DEV Community

Cover image for Building in public #6: I let AI judge every Ad on my platform. Here's what happened.
Jude Miracle
Jude Miracle

Posted on

Building in public #6: I let AI judge every Ad on my platform. Here's what happened.

I use AI to score every ad on my platform. It is helpful most of the time, but sometimes it makes incorrect judgments.

This feature excites me, but it also makes me nervous. When a sponsor submits an ad through Adsloty, the ad is analyzed by AI before the writer sees it. The AI scores how well the ad fits the newsletter's audience, checks the tone, rates clarity, estimates clicks, and gives the writer specific recommendations.

The idea is straightforward: writers should have data to determine if an ad is suitable for their newsletter. They shouldn't have to guess.

However, the reality is more complicated than the idea. I will explain how I built this system, what the prompts look like, and what happens when the AI confidently suggests rejecting a suitable ad.

Why AI analysis at all?

A writer receives an ad request for a software tool. The newsletter focuses on technology, which seems like a good match. However, the ad copy is unclear. The call to action says "Learn more," and the description mentions features that are hard to understand without background information.

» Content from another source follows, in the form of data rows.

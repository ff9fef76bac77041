//! Search error types

use crate::error::AppError;

/// Result type for search operations
pub type SearchResult<T> = std::result::Result<T, SearchError>;

/// Errors that can occur around search operations.
///
/// Ranking itself is total over its inputs; these errors only describe the
/// collaborators the aggregator depends on.
#[derive(Debug, Clone, PartialEq, Eq, thiserror::Error)]
pub enum SearchError {
    /// The live complaint feed could not be subscribed to or reported a failure
    #[error("Complaint feed unavailable: {0}")]
    UpstreamUnavailable(String),

    /// Invalid configuration
    #[error("Invalid configuration: {0}")]
    InvalidConfiguration(String),
}

impl From<SearchError> for AppError {
    fn from(err: SearchError) -> Self {
        match err {
            SearchError::InvalidConfiguration(msg) => AppError::Configuration(msg),
            SearchError::UpstreamUnavailable(msg) => AppError::Upstream(msg),
        }
    }
}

The writer must decide what to do with limited information. Some writers handle this well, but most struggle—they are writers, not ad salespeople. They either approve all ads (which can harm their audience) or reject anything that isn’t clearly suitable (which can hurt their revenue).

I aimed to provide them with a starting point. Not a decision, but a place to begin.

The model: Gemini 2.5 Flash

I chose Google's Gemini 2.5 Flash. It’s not the biggest or smartest model, but it is fast, affordable, and good enough for structured analysis.

I made this choice on purpose. This task is about classification and scoring, not creative writing, so I don’t need the most advanced model. Flash does a good job for this type of work, and saving money is important when analyzing every single booking.

let url = "https://generativelanguage.googleapis.com/v1beta/models/gemini-2.5-flash:generateContent";

let body = json!({
    "contents": [{
        "parts": [{ "text": prompt }]
    }],
    "generationConfig": {
        "maxOutputTokens": 4096,
        "responseMimeType": "application/json"
    }
});
Enter fullscreen mode Exit fullscreen mode

The responseMimeType: "application/json" is very important. It tells Gemini to give back data in a structured JSON format instead of regular text. If you don’t use it, you might get responses like "Based on my analysis, I believe this ad would score approximately..." This type of response is not useful for a system that needs to store numbers in a database.

The prompt: smaller than you'd think

Here's the actual prompt I'm sending:

fn build_analysis_prompt(&self, ad_copy: &str, ad_title: &str, writer: &Writer) -> String {
    let subscriber_range = writer
        .subscriber_count_range
        .as_deref()
        .unwrap_or("unknown");

    format!(
        r#"Ad: "{}" - {}
Newsletter: {} subs

JSON format:
{{"fit_score":75,"tone_analysis":"Pro","clarity_rating":"High","estimated_clicks_min":30,"estimated_clicks_max":60,"recommendations":["brief tip","brief tip","brief tip"]}}

Rules: score 0-100, tone 1-2 words, clarity High/Medium/Low, tips 3-5 words max. IMPORTANT: Return RAW JSON only. Do not wrap in markdown or code blocks."#,
        ad_title, ad_copy, subscriber_range
    )
}
Enter fullscreen mode Exit fullscreen mode

That's it. The whole prompt.

My first version was three paragraphs long. It explained Adsloty's business model, described what newsletter advertising is, defined each metric in detail, gave five examples of good and bad ads, and included instructions for edge cases. It was thorough but also slow, costly, and did not produce better results.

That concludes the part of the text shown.